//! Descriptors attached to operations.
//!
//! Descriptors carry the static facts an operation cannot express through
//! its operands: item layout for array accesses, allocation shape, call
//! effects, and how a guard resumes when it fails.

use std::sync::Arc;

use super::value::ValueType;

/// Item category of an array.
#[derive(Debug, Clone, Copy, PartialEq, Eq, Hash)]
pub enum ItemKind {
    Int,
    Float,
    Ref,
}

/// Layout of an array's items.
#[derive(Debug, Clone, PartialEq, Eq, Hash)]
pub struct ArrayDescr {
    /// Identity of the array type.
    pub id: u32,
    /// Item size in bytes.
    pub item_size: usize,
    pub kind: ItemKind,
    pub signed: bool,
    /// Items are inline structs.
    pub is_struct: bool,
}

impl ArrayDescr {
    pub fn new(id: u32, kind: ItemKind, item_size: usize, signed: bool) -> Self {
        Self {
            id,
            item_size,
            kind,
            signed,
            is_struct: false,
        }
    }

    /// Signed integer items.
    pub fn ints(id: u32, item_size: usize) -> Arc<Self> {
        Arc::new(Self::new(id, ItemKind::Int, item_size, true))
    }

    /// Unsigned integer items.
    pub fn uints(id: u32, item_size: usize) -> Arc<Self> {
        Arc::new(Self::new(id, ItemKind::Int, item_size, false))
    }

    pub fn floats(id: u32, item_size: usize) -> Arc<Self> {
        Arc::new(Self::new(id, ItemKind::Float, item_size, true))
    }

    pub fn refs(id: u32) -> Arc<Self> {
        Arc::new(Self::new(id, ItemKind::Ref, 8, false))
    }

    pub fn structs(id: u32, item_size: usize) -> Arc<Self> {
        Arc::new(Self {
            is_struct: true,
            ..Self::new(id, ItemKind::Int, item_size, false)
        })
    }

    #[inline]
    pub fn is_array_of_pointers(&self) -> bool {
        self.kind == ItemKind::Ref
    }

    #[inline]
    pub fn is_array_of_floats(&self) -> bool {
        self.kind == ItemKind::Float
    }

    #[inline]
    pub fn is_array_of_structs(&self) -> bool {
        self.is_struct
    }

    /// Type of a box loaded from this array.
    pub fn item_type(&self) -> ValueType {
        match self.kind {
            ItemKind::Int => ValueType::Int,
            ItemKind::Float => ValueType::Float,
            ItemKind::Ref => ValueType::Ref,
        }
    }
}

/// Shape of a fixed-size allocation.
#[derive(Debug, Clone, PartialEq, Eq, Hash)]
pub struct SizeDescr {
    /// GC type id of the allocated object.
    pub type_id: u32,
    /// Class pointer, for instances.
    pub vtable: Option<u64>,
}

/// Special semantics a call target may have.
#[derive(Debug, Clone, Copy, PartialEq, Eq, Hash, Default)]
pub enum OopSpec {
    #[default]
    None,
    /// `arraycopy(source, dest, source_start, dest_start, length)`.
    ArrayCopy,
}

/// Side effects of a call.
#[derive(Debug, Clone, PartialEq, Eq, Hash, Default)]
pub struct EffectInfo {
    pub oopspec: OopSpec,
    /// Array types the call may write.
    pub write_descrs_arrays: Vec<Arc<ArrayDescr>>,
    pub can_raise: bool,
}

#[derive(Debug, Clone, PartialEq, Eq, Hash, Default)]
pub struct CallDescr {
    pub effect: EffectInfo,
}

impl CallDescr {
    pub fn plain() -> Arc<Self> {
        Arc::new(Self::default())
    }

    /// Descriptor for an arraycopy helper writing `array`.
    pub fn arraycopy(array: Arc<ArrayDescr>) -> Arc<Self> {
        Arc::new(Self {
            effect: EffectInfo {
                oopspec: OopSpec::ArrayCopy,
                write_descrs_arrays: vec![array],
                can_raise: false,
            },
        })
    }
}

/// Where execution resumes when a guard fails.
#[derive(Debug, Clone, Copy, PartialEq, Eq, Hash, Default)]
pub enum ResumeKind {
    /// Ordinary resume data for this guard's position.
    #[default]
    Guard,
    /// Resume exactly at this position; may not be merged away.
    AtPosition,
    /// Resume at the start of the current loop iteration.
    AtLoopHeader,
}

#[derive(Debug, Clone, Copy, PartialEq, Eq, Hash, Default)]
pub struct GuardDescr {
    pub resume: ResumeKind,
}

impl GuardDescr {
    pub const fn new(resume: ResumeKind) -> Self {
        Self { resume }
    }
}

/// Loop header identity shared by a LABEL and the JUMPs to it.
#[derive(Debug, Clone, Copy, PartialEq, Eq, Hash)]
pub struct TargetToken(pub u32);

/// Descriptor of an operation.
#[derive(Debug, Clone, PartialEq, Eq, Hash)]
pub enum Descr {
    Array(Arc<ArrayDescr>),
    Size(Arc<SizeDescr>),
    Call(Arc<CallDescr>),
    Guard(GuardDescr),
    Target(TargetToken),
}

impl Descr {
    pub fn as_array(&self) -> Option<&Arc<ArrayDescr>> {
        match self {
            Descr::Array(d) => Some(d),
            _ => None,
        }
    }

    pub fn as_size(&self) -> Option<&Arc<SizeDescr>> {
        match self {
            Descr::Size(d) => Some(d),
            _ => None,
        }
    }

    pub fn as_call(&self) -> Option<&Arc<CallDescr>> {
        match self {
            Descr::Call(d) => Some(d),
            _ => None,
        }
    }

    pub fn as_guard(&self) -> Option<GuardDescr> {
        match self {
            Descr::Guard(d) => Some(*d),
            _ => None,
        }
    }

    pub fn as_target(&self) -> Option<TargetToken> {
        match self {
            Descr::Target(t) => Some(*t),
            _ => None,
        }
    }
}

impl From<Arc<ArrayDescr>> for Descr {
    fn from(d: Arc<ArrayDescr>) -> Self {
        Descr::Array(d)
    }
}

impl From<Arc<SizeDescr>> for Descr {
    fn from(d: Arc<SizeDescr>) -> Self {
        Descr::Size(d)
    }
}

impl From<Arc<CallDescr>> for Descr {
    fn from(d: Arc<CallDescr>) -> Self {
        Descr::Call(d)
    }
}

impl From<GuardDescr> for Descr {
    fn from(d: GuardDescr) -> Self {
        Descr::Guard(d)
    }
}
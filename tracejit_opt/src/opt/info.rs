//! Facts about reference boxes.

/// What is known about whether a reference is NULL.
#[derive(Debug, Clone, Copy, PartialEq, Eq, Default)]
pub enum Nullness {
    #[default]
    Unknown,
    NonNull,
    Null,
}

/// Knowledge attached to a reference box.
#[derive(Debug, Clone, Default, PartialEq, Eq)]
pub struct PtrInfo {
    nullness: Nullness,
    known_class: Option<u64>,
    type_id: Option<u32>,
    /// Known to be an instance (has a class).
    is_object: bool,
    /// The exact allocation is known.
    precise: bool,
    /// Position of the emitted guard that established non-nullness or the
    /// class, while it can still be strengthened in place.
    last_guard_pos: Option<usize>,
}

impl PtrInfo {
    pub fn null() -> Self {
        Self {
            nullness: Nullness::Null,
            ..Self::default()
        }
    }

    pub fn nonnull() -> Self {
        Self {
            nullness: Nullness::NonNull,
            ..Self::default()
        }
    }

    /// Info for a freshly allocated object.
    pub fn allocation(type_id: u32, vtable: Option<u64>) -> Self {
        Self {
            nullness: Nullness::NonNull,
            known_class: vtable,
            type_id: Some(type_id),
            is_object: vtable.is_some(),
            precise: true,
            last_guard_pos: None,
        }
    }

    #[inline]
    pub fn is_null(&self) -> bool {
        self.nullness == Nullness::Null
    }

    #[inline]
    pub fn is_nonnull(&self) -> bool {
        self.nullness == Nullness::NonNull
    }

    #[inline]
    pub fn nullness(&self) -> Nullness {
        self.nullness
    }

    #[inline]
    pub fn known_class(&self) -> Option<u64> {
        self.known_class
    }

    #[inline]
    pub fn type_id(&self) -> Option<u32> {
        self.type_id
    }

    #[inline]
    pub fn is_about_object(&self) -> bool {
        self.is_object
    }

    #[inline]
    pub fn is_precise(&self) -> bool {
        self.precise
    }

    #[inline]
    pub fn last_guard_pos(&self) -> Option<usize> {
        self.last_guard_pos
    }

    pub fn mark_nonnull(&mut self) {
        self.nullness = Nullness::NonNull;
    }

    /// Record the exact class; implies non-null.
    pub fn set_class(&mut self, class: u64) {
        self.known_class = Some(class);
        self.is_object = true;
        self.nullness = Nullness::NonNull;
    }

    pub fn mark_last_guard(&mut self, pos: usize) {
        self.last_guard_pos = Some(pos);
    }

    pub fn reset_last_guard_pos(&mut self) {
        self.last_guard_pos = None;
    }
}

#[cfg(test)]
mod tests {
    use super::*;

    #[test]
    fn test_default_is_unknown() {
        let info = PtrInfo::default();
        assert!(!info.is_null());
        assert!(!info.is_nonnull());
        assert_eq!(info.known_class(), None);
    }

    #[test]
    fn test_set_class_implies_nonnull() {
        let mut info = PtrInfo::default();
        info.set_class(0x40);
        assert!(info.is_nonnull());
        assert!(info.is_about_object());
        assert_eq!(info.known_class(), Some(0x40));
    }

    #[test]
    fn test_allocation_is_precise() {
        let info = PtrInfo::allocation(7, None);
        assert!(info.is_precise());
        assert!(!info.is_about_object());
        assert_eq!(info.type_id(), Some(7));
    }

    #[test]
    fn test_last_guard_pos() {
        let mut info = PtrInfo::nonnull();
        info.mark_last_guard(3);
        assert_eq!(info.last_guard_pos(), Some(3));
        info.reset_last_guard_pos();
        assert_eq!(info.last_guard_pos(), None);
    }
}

> _What you should do_
Exact duplication is required for the lines above, from the line that contains "the array type." to the line that contains "pub fn refs(id: u32)", inclusive; omit all others.

> _Answer below_
    /// Identity of the array type.
    pub id: u32,
    /// Item size in bytes.
    pub item_size: usize,
    pub kind: ItemKind,
    pub signed: bool,
    /// Items are inline structs.
    pub is_struct: bool,
}

impl ArrayDescr {
    pub fn new(id: u32, kind: ItemKind, item_size: usize, signed: bool) -> Self {
        Self {
            id,
            item_size,
            kind,
            signed,
            is_struct: false,
        }
    }

    /// Signed integer items.
    pub fn ints(id: u32, item_size: usize) -> Arc<Self> {
        Arc::new(Self::new(id, ItemKind::Int, item_size, true))
    }

    /// Unsigned integer items.
    pub fn uints(id: u32, item_size: usize) -> Arc<Self> {
        Arc::new(Self::new(id, ItemKind::Int, item_size, false))
    }

    pub fn floats(id: u32, item_size: usize) -> Arc<Self> {
        Arc::new(Self::new(id, ItemKind::Float, item_size, true))
    }

    pub fn refs(id: u32) -> Arc<Self> {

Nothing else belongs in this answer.